大相撲夏場所(11日初日、東京・両国国技館)で横綱2場所目の豊昇龍(25=立浪)が汚名返上を狙う。

 3月の春場所は右ヒジなどのケガで10日目から途中休場。新横綱で金星3個を配給し、昭和以降で最多に並ぶ不名誉記録も残した。今場所も不振なら、批判が強まることは避けられない状況。最低でも優勝争いが求められる立場に置かれている。その豊昇龍を巡っては、しばしば絶対的な強みを発揮する取り口、形がないことが課題として指摘されている。

 これについて、豊昇龍本人は「形がないと言われていたけど(横綱に)上がっちゃったんで。それが俺の形じゃないですか。形がないというのが、僕の形。今のままでいい? 今のところいいんじゃないないかなと思います。
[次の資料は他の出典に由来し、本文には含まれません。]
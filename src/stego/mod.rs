// Copyright (c) 2026 Christoph Gaffga
// SPDX-License-Identifier: GPL-3.0-only
// https://github.com/cgaffga/phasmcore

//! Steganographic encoding and decoding of latent payloads.
//!
//! The payload travels through four layers:
//!
//! - [`frame`]: shape header, body bit-expansion and the outer length header
//! - [`crypto`]: optional password encryption of the body (legacy AES-CBC or
//!   authenticated AES-GCM-SIV)
//! - [`capacity`]: how many bits a cover holds, checked before embedding
//! - [`bitplane`]: one bit per sample LSB, in row-major channel-interleaved
//!   order
//!
//! [`encode_latent`] / [`decode_latent`] run the whole chain on carriers;
//! [`encode_image`] / [`decode_image`] add the compression model on top.

pub mod bitplane;
pub mod capacity;
pub mod crypto;
pub mod error;
pub mod frame;
mod pipeline;

pub use error::StegoError;
pub use capacity::{capacity_of_image, capacity_of_path, CapacityInfo};
pub use crypto::{CipherParams, CipherScheme, PayloadCipher};
pub use frame::{ParsedFrame, ShapeHeader};
pub use pipeline::{decode_image, decode_latent, encode_image, encode_latent};
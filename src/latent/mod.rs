// Copyright (c) 2026 Christoph Gaffga
// SPDX-License-Identifier: GPL-3.0-only
// https://github.com/cgaffga/phasmcore

//! Latent tensors and the compression-model interface.

pub mod codec;
pub mod tensor;

pub use codec::{BlockMeanCodec, LatentCodec};
pub use tensor::LatentTensor;
// Copyright (c) 2026 Christoph Gaffga
// SPDX-License-Identifier: GPL-3.0-only
// https://github.com/cgaffga/phasmcore

//! Cover capacity computation and the pre-embedding size guard.
//!
//! Every cover sample carries exactly one payload bit, so capacity is a
//! plain count: `height × width × channels` bits, of which the first 32 go
//! to the outer length header.

use std::fmt;
use std::path::Path;

use image::RgbImage;

use crate::raster::RGB_CHANNELS;
use crate::stego::crypto::{CipherScheme, BLOCK_LEN, IV_LEN, NONCE_LEN, TAG_LEN};
use crate::stego::error::StegoError;
use crate::stego::frame::{LENGTH_HEADER_BITS, SHAPE_HEADER_BITS};

/// Bits available after the outer length header.
pub fn max_payload_bits(samples: &[u8]) -> usize {
    payload_bits_for(samples.len())
}

fn payload_bits_for(total_samples: usize) -> usize {
    total_samples.saturating_sub(LENGTH_HEADER_BITS)
}

/// Reject a final bitstream (length header included) that is longer than
/// the cover's sample count. Called before any sample is touched.
///
/// # Errors
/// [`StegoError::CapacityExceeded`] with the required and available bit counts.
pub fn check(samples: &[u8], bitstream: &[u8]) -> Result<(), StegoError> {
    if bitstream.len() > samples.len() {
        log::warn!(
            "cover too small: {} bits requested, {} samples available",
            bitstream.len(),
            samples.len()
        );
        return Err(StegoError::CapacityExceeded {
            required: bitstream.len(),
            available: samples.len(),
        });
    }
    Ok(())
}

/// Capacity report for a cover image.
#[derive(Debug, Clone, Copy, PartialEq, Eq)]
pub struct CapacityInfo {
    /// Total samples (height × width × channels).
    pub total_samples: usize,
    /// Bits available for shape header + body.
    pub max_payload_bits: usize,
    /// Whole body bytes that fit after the shape header.
    pub max_body_bytes: usize,
}

impl CapacityInfo {
    pub fn from_sample_count(total_samples: usize) -> Self {
        let max_payload_bits = payload_bits_for(total_samples);
        Self {
            total_samples,
            max_payload_bits,
            max_body_bytes: max_payload_bits.saturating_sub(SHAPE_HEADER_BITS) / 8,
        }
    }

    /// Capacity of a `width × height` RGB cover.
    pub fn from_dimensions(width: u32, height: u32) -> Self {
        Self::from_sample_count(width as usize * height as usize * RGB_CHANNELS)
    }

    /// Largest plaintext (in bytes) that fits once the cipher overhead is
    /// added, or `None` if not even an empty body fits.
    ///
    /// `scheme = None` means the body is stored unencrypted.
    pub fn max_plaintext_bytes(&self, scheme: Option<CipherScheme>) -> Option<usize> {
        let body = self.max_body_bytes;
        match scheme {
            None => Some(body),
            Some(CipherScheme::LegacyCbc) => {
                // iv + ceil_to_block(p + 1)
                let blocks = body.checked_sub(IV_LEN)? / BLOCK_LEN;
                (blocks * BLOCK_LEN).checked_sub(1)
            }
            Some(CipherScheme::SealedGcmSiv) => body.checked_sub(NONCE_LEN + TAG_LEN),
        }
    }

    /// Largest number of `f32` latent elements that fits.
    pub fn max_latent_elements(&self, scheme: Option<CipherScheme>) -> usize {
        self.max_plaintext_bytes(scheme).map_or(0, |bytes| bytes / 4)
    }
}

impl fmt::Display for CapacityInfo {
    fn fmt(&self, f: &mut fmt::Formatter<'_>) -> fmt::Result {
        writeln!(f, "Samples:          {}", self.total_samples)?;
        writeln!(f, "Payload bits:     {}", self.max_payload_bits)?;
        writeln!(
            f,
            "Maximum capacity: {} bytes (~{}KB)",
            self.max_body_bytes,
            self.max_body_bytes / 1000
        )?;
        for scheme in [None, Some(CipherScheme::LegacyCbc), Some(CipherScheme::SealedGcmSiv)] {
            let label = scheme.map_or("plain", CipherScheme::as_str);
            match self.max_plaintext_bytes(scheme) {
                Some(bytes) => writeln!(
                    f,
                    "  {label:<15} {bytes} bytes ({} f32 elements)",
                    bytes / 4
                )?,
                None => writeln!(f, "  {label:<15} does not fit")?,
            }
        }
        Ok(())
    }
}

/// Capacity of an in-memory RGB image.
pub fn capacity_of_image(img: &RgbImage) -> CapacityInfo {
    CapacityInfo::from_sample_count(img.as_raw().len())
}

/// Capacity of an image file, read from its header without decoding pixels.
/// Every cover is converted to RGB before embedding, so 3 channels are assumed.
pub fn capacity_of_path<P: AsRef<Path>>(path: P) -> Result<CapacityInfo, StegoError> {
    let (w, h) = image::image_dimensions(path)?;
    Ok(CapacityInfo::from_dimensions(w, h))
}
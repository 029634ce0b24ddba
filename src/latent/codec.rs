// Copyright (c) 2026 Christoph Gaffga
// SPDX-License-Identifier: GPL-3.0-only
// https://github.com/cgaffga/phasmcore

//! The compression-model seam.
//!
//! The stego layer never looks inside the model that turns a secret image
//! into a latent tensor; it only needs the two directions of
//! [`LatentCodec`]. [`BlockMeanCodec`] is a deterministic stand-in that
//! works without trained weights.

use image::{Rgb, RgbImage};

use crate::latent::tensor::LatentTensor;
use crate::raster::{resize_square, RGB_CHANNELS};
use crate::stego::error::StegoError;

/// Secret image ⇄ latent tensor.
pub trait LatentCodec {
    /// Compress an RGB secret into a latent tensor.
    fn encode_secret(&self, image: &RgbImage) -> Result<LatentTensor, StegoError>;

    /// Reconstruct an RGB image from a latent tensor.
    fn decode_secret(&self, latent: &LatentTensor) -> Result<RgbImage, StegoError>;
}

/// Default square input side of the model.
pub const DEFAULT_INPUT_SIDE: u32 = 64;
/// Default pooling cell.
pub const DEFAULT_BLOCK: u32 = 4;

/// Average-pooling codec.
///
/// Encoding resizes the secret to `input_side × input_side` and stores the
/// mean of every `block × block` cell per channel, scaled to `[0, 1]`.
/// Decoding paints each cell with its mean. Lossy, but fully deterministic.
#[derive(Debug, Clone, Copy, PartialEq, Eq)]
pub struct BlockMeanCodec {
    input_side: u32,
    block: u32,
}

impl BlockMeanCodec {
    /// # Errors
    /// [`StegoError::InvalidLatent`] unless `block` is positive and divides
    /// `input_side`.
    pub fn new(input_side: u32, block: u32) -> Result<Self, StegoError> {
        if block == 0 || input_side == 0 || input_side % block != 0 {
            return Err(StegoError::InvalidLatent(format!(
                "block {block} must be positive and divide input side {input_side}"
            )));
        }
        Ok(Self { input_side, block })
    }

    pub fn input_side(&self) -> u32 {
        self.input_side
    }

    pub fn block(&self) -> u32 {
        self.block
    }

    /// Shape of the latents this codec produces.
    pub fn latent_dims(&self) -> (usize, usize, usize) {
        let cells = (self.input_side / self.block) as usize;
        (cells, cells, RGB_CHANNELS)
    }
}

impl Default for BlockMeanCodec {
    fn default() -> Self {
        Self { input_side: DEFAULT_INPUT_SIDE, block: DEFAULT_BLOCK }
    }
}

impl LatentCodec for BlockMeanCodec {
    fn encode_secret(&self, image: &RgbImage) -> Result<LatentTensor, StegoError> {
        let img = resize_square(image, self.input_side);
        let (cells_h, cells_w, channels) = self.latent_dims();
        let mut latent = LatentTensor::zeros(cells_h, cells_w, channels)?;
        let scale = 1.0 / ((self.block * self.block) as f32 * 255.0);

        for cy in 0..cells_h {
            for cx in 0..cells_w {
                let mut sums = [0u32; RGB_CHANNELS];
                for dy in 0..self.block {
                    for dx in 0..self.block {
                        let px = img.get_pixel(cx as u32 * self.block + dx, cy as u32 * self.block + dy);
                        for (sum, &v) in sums.iter_mut().zip(px.0.iter()) {
                            *sum += v as u32;
                        }
                    }
                }
                for (ch, &sum) in sums.iter().enumerate() {
                    latent.set(cy, cx, ch, sum as f32 * scale);
                }
            }
        }
        Ok(latent)
    }

    fn decode_secret(&self, latent: &LatentTensor) -> Result<RgbImage, StegoError> {
        let (cells_h, cells_w, channels) = latent.dims();
        if channels != RGB_CHANNELS {
            return Err(StegoError::InvalidLatent(format!(
                "expected {RGB_CHANNELS} latent channels, got {channels}"
            )));
        }
        let side = |cells: usize| {
            u32::try_from(cells)
                .ok()
                .and_then(|c| c.checked_mul(self.block))
                .ok_or_else(|| StegoError::InvalidLatent(format!("{cells} cells too large to paint")))
        };
        let (out_w, out_h) = (side(cells_w)?, side(cells_h)?);

        Ok(RgbImage::from_fn(out_w, out_h, |x, y| {
            let (cy, cx) = ((y / self.block) as usize, (x / self.block) as usize);
            let level = |ch: usize| (latent.get(cy, cx, ch) * 255.0).round().clamp(0.0, 255.0) as u8;
            Rgb([level(0), level(1), level(2)])
        }))
    }
}
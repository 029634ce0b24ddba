// Copyright (c) 2026 Christoph Gaffga
// SPDX-License-Identifier: GPL-3.0-only
// https://github.com/cgaffga/phasmcore

//! Resizing helpers applied before embedding.
//!
//! Covers are shrunk to a bounded longest side so capacity and runtime stay
//! predictable; secrets are squared to the compression model's input size.
//! Neither helper may run on a stego image: any resampling after embedding
//! destroys the payload.

use image::imageops::{self, FilterType};
use image::RgbImage;

/// Dimensions [`fit_within`] produces for a `width × height` image.
///
/// The longest side becomes `max_side` and the other side is scaled in
/// proportion (rounded down, at least 1). `max_side == 0` disables fitting.
pub fn fitted_dimensions(width: u32, height: u32, max_side: u32) -> (u32, u32) {
    let longest = width.max(height);
    if longest <= max_side || max_side == 0 {
        return (width, height);
    }
    let scale = |side: u32| ((side as u64 * max_side as u64 / longest as u64) as u32).max(1);
    (scale(width), scale(height))
}

/// Downscale so that the longest side is at most `max_side`, keeping the
/// aspect ratio. Images already within bounds are returned unchanged.
pub fn fit_within(img: &RgbImage, max_side: u32) -> RgbImage {
    let (w, h) = img.dimensions();
    let (new_w, new_h) = fitted_dimensions(w, h, max_side);
    if (new_w, new_h) == (w, h) {
        return img.clone();
    }
    log::debug!("resizing cover {w}x{h} -> {new_w}x{new_h}");
    imageops::resize(img, new_w, new_h, FilterType::Triangle)
}

/// Resize to a `side × side` square (aspect ratio is not preserved).
pub fn resize_square(img: &RgbImage, side: u32) -> RgbImage {
    if img.dimensions() == (side, side) {
        return img.clone();
    }
    imageops::resize(img, side, side, FilterType::Triangle)
}
// Copyright (c) 2026 Christoph Gaffga
// SPDX-License-Identifier: GPL-3.0-only
// https://github.com/cgaffga/phasmcore

//! Error types for raster loading and carrier construction.

use thiserror::Error;

/// Errors that can occur while loading, converting or saving raster images.
#[derive(Debug, Error)]
pub enum RasterError {
    /// The image file could not be decoded or encoded.
    #[error("image codec error: {0}")]
    Codec(#[from] image::ImageError),
    /// The carrier does not have exactly three interleaved channels.
    #[error("expected 3 channels (RGB), found {0}")]
    UnsupportedChannels(usize),
    /// Sample buffer length disagrees with height × width × channels.
    #[error("sample buffer holds {actual} bytes, shape requires {expected}")]
    SizeMismatch { expected: usize, actual: usize },
    /// Width or height is zero or does not fit the image backend.
    #[error("invalid image dimensions {width}x{height}")]
    InvalidDimensions { width: usize, height: usize },
}

pub type Result<T> = std::result::Result<T, RasterError>;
自分が今までやってきた相撲の中で、対戦する相手が一番嫌がる体勢をつくる。どんな人にもそういう感じで相撲を取ってきたので。それが僕の形だと思う」と持論を語っている。

 ただ、横綱経験者の親方は「調子がいい時は、それでいいかもしれないが…。自分の形を持っていないと、なかなか安定した成績は残せない。常に〝出たとこ勝負〟では苦しくなる」と指摘した。

 果たして、豊昇龍は〝自分流〟を貫いて結果を残すことができるのか。今後の行方を左右する場所となりそうだ。